EXERCISE AIM: Report each line from the data below that holds the word "await".

Stored data entries:

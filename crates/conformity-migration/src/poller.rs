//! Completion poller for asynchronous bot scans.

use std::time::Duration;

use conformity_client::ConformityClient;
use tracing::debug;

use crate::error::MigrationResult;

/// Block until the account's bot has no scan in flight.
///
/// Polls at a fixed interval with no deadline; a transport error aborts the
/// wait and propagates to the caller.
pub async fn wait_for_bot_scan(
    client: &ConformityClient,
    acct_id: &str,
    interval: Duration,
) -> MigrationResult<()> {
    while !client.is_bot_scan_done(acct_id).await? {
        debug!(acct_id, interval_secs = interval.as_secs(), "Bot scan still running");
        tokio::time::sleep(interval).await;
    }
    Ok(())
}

ANSWER TO THE EXERCISE:
    while !client.is_bot_scan_done(acct_id).await? {
        tokio::time::sleep(interval).await;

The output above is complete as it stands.